In Connecticut, for instance, employers may prohibit employees or applicants from off-the-job cannabis if the employer has adopted a written workplace policy that prohibits the practice. The state also exempts manufacturing and health care companies from the law, allowing those industries to demand their employees forego recreational use of cannabis at any time.
In Rhode Island, employers may prohibit the use of cannabis within the 24-hour period prior to a scheduled work shift if employee duties are “hazardous, dangerous or essential to public welfare and safety.”
Montana nonprofit organizations that discourage the use of one or more lawful products as one of its primary purposes or objectives can also ban employees from off-site cannabis use.
The New Jersey statute creates the position of a “workplace impairment recognition expert,” a person certified by the state as being competent to evaluate if employees are impaired or intoxicated by cannabis on the job.
“It’s not always feasible to have one policy,” said Eric Berlin, a lawyer who leads the US and global cannabis teams at Dentons law firm. “The state laws are changing and evolving, and they’re definitely headaches for employers. They have to deal with the interpretations of the laws as well,” he said.
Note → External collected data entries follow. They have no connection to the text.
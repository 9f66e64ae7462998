use assert_cmd::Command;

#[allow(dead_code)]
pub const TEST_TOKEN: &str = "test-token";

/// A command for the binary with ambient MODEL_RUN_* configuration scrubbed,
/// so the invoking developer's environment never leaks into a test.
#[allow(dead_code)]
pub fn bin() -> Command {
  let mut cmd = Command::cargo_bin("model-run").unwrap();
  cmd.env_remove("MODEL_RUN_API_TOKEN");
  cmd.env_remove("MODEL_RUN_API_BASE");
  cmd.env_remove("MODEL_RUN_TOKEN_FILE");
  // Keep error output stable for snapshot assertions.
  cmd.env_remove("RUST_BACKTRACE");
  cmd.env_remove("RUST_LIB_BACKTRACE");
  cmd
}

/// Like `bin()` but with a token present, which every mocked happy path wants.
#[allow(dead_code)]
pub fn bin_with_token() -> Command {
  let mut cmd = bin();
  cmd.env("MODEL_RUN_API_TOKEN", TEST_TOKEN);
  cmd
}

/// The acme/upscaler model document used across tests.
#[allow(dead_code)]
pub fn model_fixture() -> String {
  test_support::read_fixture_text("model.json")
}

/// A minimal job snapshot as the service would return it.
#[allow(dead_code)]
pub fn job_json(id: &str, status: &str) -> String {
  serde_json::json!({
    "id": id,
    "model": "acme/upscaler",
    "status": status
  })
  .to_string()
}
“With recreational marijuana it’s certainly become more hazy how employers deal with these types of issues because there’s no longer a bright line—either you’re a medical-marijuana cardholder or you’re not. Now, every employee is potentially protected in their use of marijuana,” Duane Morris LLP employment lawyer Christopher Durham said in an interview.
Focus on Hiring
Actions aren’t limited to states, although cities are focused more on the hiring process than on legal marijuana use by employees. The District of Columbia, New York, and Philadelphia are among the municipalities that have adopted rules prohibiting employers from requiring prospective employees to take a test to detect cannabis use before they can be hired.
Atlanta forbids employers from requiring prospective employees who aren’t applying for safety sensitive positions to undergo a post-employment offer cannabis test, and Kansas City, Mo., made it illegal for employers to require applicants to test for the presence of cannabis as a condition for employment, even though it’s still illegal to use cannabis for any reason in Georgia and Missouri.
Exceptions exist.
The New Jersey statute prohibits first responders from using cannabis on or off duty, and the Rhode Island law says protections don’t apply when cannabis use by employees is prohibited by collective bargaining agreements. Other state laws ban employees with public-safety jobs from ever consuming cannabis.
Federal law also takes precedence in some instances. For example, federal contractors must insist on a zero tolerance drug-free workplace. Other employers are governed by federal regulations that prohibit cannabis use, such as the requirement that commercial truck drivers never consume cannabis.
Private Right of Action
Because these laws are so new, there’s a dearth of case law on the topic and it’s not clear how they’ll be interpreted by state courts.
That could change quickly in states that allow employees to sue their employers.
“It’s cheap enforcement. If I have a new law and want to enforce it, I can hire more assistant state attorneys general to prosecute and investigate and Department of Labor investigators to go knock on doors. Or I can say if you think your rights have been violated, go get a plaintiffs’ lawyer and hire them on a contingency basis,” Mark Neuberger, Foley & Lardner LLP employment lawyer, said in an interview.
Including a private right of action clause erases any uncertainty, or the need for judicial interpretation, about whether employees can file the discrimination cases, said Erin Bass, a Dentons partner focusing on labor and employment matters. Many earlier state laws providing employment protections to medical marijuana patients, including Pennsylvania’s statute, were silent on that issue.